* What the task requires *
Every line below should be given again without alteration.

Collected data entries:
//! Streaming passes over OSM XML.
//!
//! Both passes read the document event by event with `quick-xml`, so memory
//! stays bounded regardless of file size. Only `<tag>` elements nested in a
//! `<node>` or `<way>` are inspected.

mod corrector;
mod verify;

pub use corrector::{correct_streets, correct_streets_file, AppliedCorrection, CorrectionReport};
pub use verify::{verify_streets, verify_streets_file, StaleStreet, VerificationReport};

use std::io::BufRead;

use quick_xml::events::{BytesStart, Event};
use quick_xml::Reader;

use crate::config::STREET_TAG_KEY;
use crate::error::{Result, WranglerError};
use crate::types::{FeatureKind, FeatureRef};
use crate::xml::attribute_value;

/// Read the next event, attaching the byte offset to syntax errors.
fn next_event<'b, R: BufRead>(reader: &mut Reader<R>, buf: &'b mut Vec<u8>) -> Result<Event<'b>> {
    reader
        .read_event_into(buf)
        .map_err(|source| WranglerError::XmlStreamAt {
            position: reader.buffer_position() as u64,
            source,
        })
}

/// Tracks which `node`/`way` elements are currently open.
#[derive(Debug, Default)]
struct FeatureTracker {
    open: Vec<FeatureRef>,
}

impl FeatureTracker {
    /// Record a start event. Returns the kind if it opened a feature.
    fn enter(&mut self, e: &BytesStart<'_>) -> Result<Option<FeatureKind>> {
        let Some(kind) = FeatureKind::from_tag(e.name().as_ref()) else {
            return Ok(None);
        };
        let id = attribute_value(e, b"id", kind.as_str())?;
        self.open.push(FeatureRef { kind, id });
        Ok(Some(kind))
    }

    /// Record an end event.
    fn leave(&mut self, name: &[u8]) {
        if FeatureKind::from_tag(name).is_some() {
            self.open.pop();
        }
    }

    /// Innermost open feature.
    fn current(&self) -> Option<&FeatureRef> {
        self.open.last()
    }
}

/// Decoded `v` of a `<tag k="addr:street">` element.
///
/// Returns `None` for other elements and other tag keys.
fn street_value(e: &BytesStart<'_>, feature: &FeatureRef) -> Result<Option<String>> {
    if e.name().as_ref() != b"tag" {
        return Ok(None);
    }

    let context = format!("tag of {feature}");
    if attribute_value(e, b"k", &context)?.as_deref() != Some(STREET_TAG_KEY) {
        return Ok(None);
    }

    attribute_value(e, b"v", &context)?
        .map(Some)
        .ok_or_else(|| {
            WranglerError::malformed(
                context,
                format!("{STREET_TAG_KEY} tag without a v attribute"),
            )
        })
}
//! XML helpers: DOM navigation for the registry and attribute decoding for
//! the streaming OSM passes.

mod dom;
mod stream;

pub use dom::{element_children, find_labeled_child, get_text, line_of, read_utf8};
pub use stream::{attribute_value, decode_attribute};
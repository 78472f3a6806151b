//! Attribute decoding for `quick-xml` start events.
//!
//! Attribute values are kept raw (escaped) while echoing; they are only
//! decoded when inspected, and decoding is strict UTF-8.

use quick_xml::escape::unescape;
use quick_xml::events::BytesStart;

use crate::error::{Result, WranglerError};

/// Decode a raw attribute value: strict UTF-8, then XML unescaping.
pub fn decode_attribute(raw: &[u8], context: &str) -> Result<String> {
    let text = std::str::from_utf8(raw).map_err(|_| WranglerError::encoding(context))?;
    let unescaped = unescape(text)
        .map_err(|e| WranglerError::malformed(context, format!("bad escape: {e}")))?;
    Ok(unescaped.into_owned())
}

/// Get the decoded value of attribute `name`, if present.
///
/// # Examples
/// ```
/// use quick_xml::events::BytesStart;
/// use mapdata_wrangler::xml::attribute_value;
///
/// let tag = BytesStart::from_content(r#"tag k="addr:street" v="Wiejska &amp; 1""#, 3);
/// let value = attribute_value(&tag, b"v", "tag").unwrap();
/// assert_eq!(value.as_deref(), Some("Wiejska & 1"));
/// ```
pub fn attribute_value(e: &BytesStart<'_>, name: &[u8], context: &str) -> Result<Option<String>> {
    for attr in e.attributes() {
        let attr = attr.map_err(|err| WranglerError::malformed(context, err.to_string()))?;
        if attr.key.as_ref() == name {
            return decode_attribute(&attr.value, context).map(Some);
        }
    }
    Ok(None)
}

#[cfg(test)]
mod tests {
    use super::*;

    #[test]
    fn test_decode_attribute_unescapes() {
        let value = decode_attribute(b"Ireny Kosmowskiej &#45; Grodzie\xc5\x84ska", "tag").unwrap();
        assert_eq!(value, "Ireny Kosmowskiej - Grodzieńska");
    }

    #[test]
    fn test_decode_attribute_rejects_invalid_utf8() {
        let err = decode_attribute(b"Soko\xb3owska", "way 1").unwrap_err();
        assert!(matches!(err, WranglerError::Encoding { .. }));
    }

    #[test]
    fn test_decode_attribute_rejects_unknown_entity() {
        let err = decode_attribute(b"a &bogus; b", "way 1").unwrap_err();
        assert!(matches!(err, WranglerError::MalformedRecord { .. }));
    }

    #[test]
    fn test_attribute_value_missing() {
        let tag = BytesStart::from_content(r#"tag k="name""#, 3);
        assert_eq!(attribute_value(&tag, b"v", "tag").unwrap(), None);
    }
}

* Response below *
//! Streaming passes over OSM XML.
//!
//! Both passes read the document event by event with `quick-xml`, so memory
//! stays bounded regardless of file size. Only `<tag>` elements nested in a
//! `<node>` or `<way>` are inspected.

mod corrector;
mod verify;

pub use corrector::{correct_streets, correct_streets_file, AppliedCorrection, CorrectionReport};
pub use verify::{verify_streets, verify_streets_file, StaleStreet, VerificationReport};

use std::io::BufRead;

use quick_xml::events::{BytesStart, Event};
use quick_xml::Reader;

use crate::config::STREET_TAG_KEY;
use crate::error::{Result, WranglerError};
use crate::types::{FeatureKind, FeatureRef};
use crate::xml::attribute_value;

/// Read the next event, attaching the byte offset to syntax errors.
fn next_event<'b, R: BufRead>(reader: &mut Reader<R>, buf: &'b mut Vec<u8>) -> Result<Event<'b>> {
    reader
        .read_event_into(buf)
        .map_err(|source| WranglerError::XmlStreamAt {
            position: reader.buffer_position() as u64,
            source,
        })
}

/// Tracks which `node`/`way` elements are currently open.
#[derive(Debug, Default)]
struct FeatureTracker {
    open: Vec<FeatureRef>,
}

impl FeatureTracker {
    /// Record a start event. Returns the kind if it opened a feature.
    fn enter(&mut self, e: &BytesStart<'_>) -> Result<Option<FeatureKind>> {
        let Some(kind) = FeatureKind::from_tag(e.name().as_ref()) else {
            return Ok(None);
        };
        let id = attribute_value(e, b"id", kind.as_str())?;
        self.open.push(FeatureRef { kind, id });
        Ok(Some(kind))
    }

    /// Record an end event.
    fn leave(&mut self, name: &[u8]) {
        if FeatureKind::from_tag(name).is_some() {
            self.open.pop();
        }
    }

    /// Innermost open feature.
    fn current(&self) -> Option<&FeatureRef> {
        self.open.last()
    }
}

/// Decoded `v` of a `<tag k="addr:street">` element.
///
/// Returns `None` for other elements and other tag keys.
fn street_value(e: &BytesStart<'_>, feature: &FeatureRef) -> Result<Option<String>> {
    if e.name().as_ref() != b"tag" {
        return Ok(None);
    }

    let context = format!("tag of {feature}");
    if attribute_value(e, b"k", &context)?.as_deref() != Some(STREET_TAG_KEY) {
        return Ok(None);
    }

    attribute_value(e, b"v", &context)?
        .map(Some)
        .ok_or_else(|| {
            WranglerError::malformed(
                context,
                format!("{STREET_TAG_KEY} tag without a v attribute"),
            )
        })
}
//! XML helpers: DOM navigation for the registry and attribute decoding for
//! the streaming OSM passes.

mod dom;
mod stream;

pub use dom::{element_children, find_labeled_child, get_text, line_of, read_utf8};
pub use stream::{attribute_value, decode_attribute};
repository 78472f3a6806151b
//! Attribute decoding for `quick-xml` start events.
//!
//! Attribute values are kept raw (escaped) while echoing; they are only
//! decoded when inspected, and decoding is strict UTF-8.

use quick_xml::escape::unescape;
use quick_xml::events::BytesStart;

use crate::error::{Result, WranglerError};

/// Decode a raw attribute value: strict UTF-8, then XML unescaping.
pub fn decode_attribute(raw: &[u8], context: &str) -> Result<String> {
    let text = std::str::from_utf8(raw).map_err(|_| WranglerError::encoding(context))?;
    let unescaped = unescape(text)
        .map_err(|e| WranglerError::malformed(context, format!("bad escape: {e}")))?;
    Ok(unescaped.into_owned())
}

/// Get the decoded value of attribute `name`, if present.
///
/// # Examples
/// ```
/// use quick_xml::events::BytesStart;
/// use mapdata_wrangler::xml::attribute_value;
///
/// let tag = BytesStart::from_content(r#"tag k="addr:street" v="Wiejska &amp; 1""#, 3);
/// let value = attribute_value(&tag, b"v", "tag").unwrap();
/// assert_eq!(value.as_deref(), Some("Wiejska & 1"));
/// ```
pub fn attribute_value(e: &BytesStart<'_>, name: &[u8], context: &str) -> Result<Option<String>> {
    for attr in e.attributes() {
        let attr = attr.map_err(|err| WranglerError::malformed(context, err.to_string()))?;
        if attr.key.as_ref() == name {
            return decode_attribute(&attr.value, context).map(Some);
        }
    }
    Ok(None)
}

#[cfg(test)]
mod tests {
    use super::*;

    #[test]
    fn test_decode_attribute_unescapes() {
        let value = decode_attribute(b"Ireny Kosmowskiej &#45; Grodzie\xc5\x84ska", "tag").unwrap();
        assert_eq!(value, "Ireny Kosmowskiej - Grodzieńska");
    }

    #[test]
    fn test_decode_attribute_rejects_invalid_utf8() {
        let err = decode_attribute(b"Soko\xb3owska", "way 1").unwrap_err();
        assert!(matches!(err, WranglerError::Encoding { .. }));
    }

    #[test]
    fn test_decode_attribute_rejects_unknown_entity() {
        let err = decode_attribute(b"a &bogus; b", "way 1").unwrap_err();
        assert!(matches!(err, WranglerError::MalformedRecord { .. }));
    }

    #[test]
    fn test_attribute_value_missing() {
        let tag = BytesStart::from_content(r#"tag k="name""#, 3);
        assert_eq!(attribute_value(&tag, b"v", "tag").unwrap(), None);
    }
}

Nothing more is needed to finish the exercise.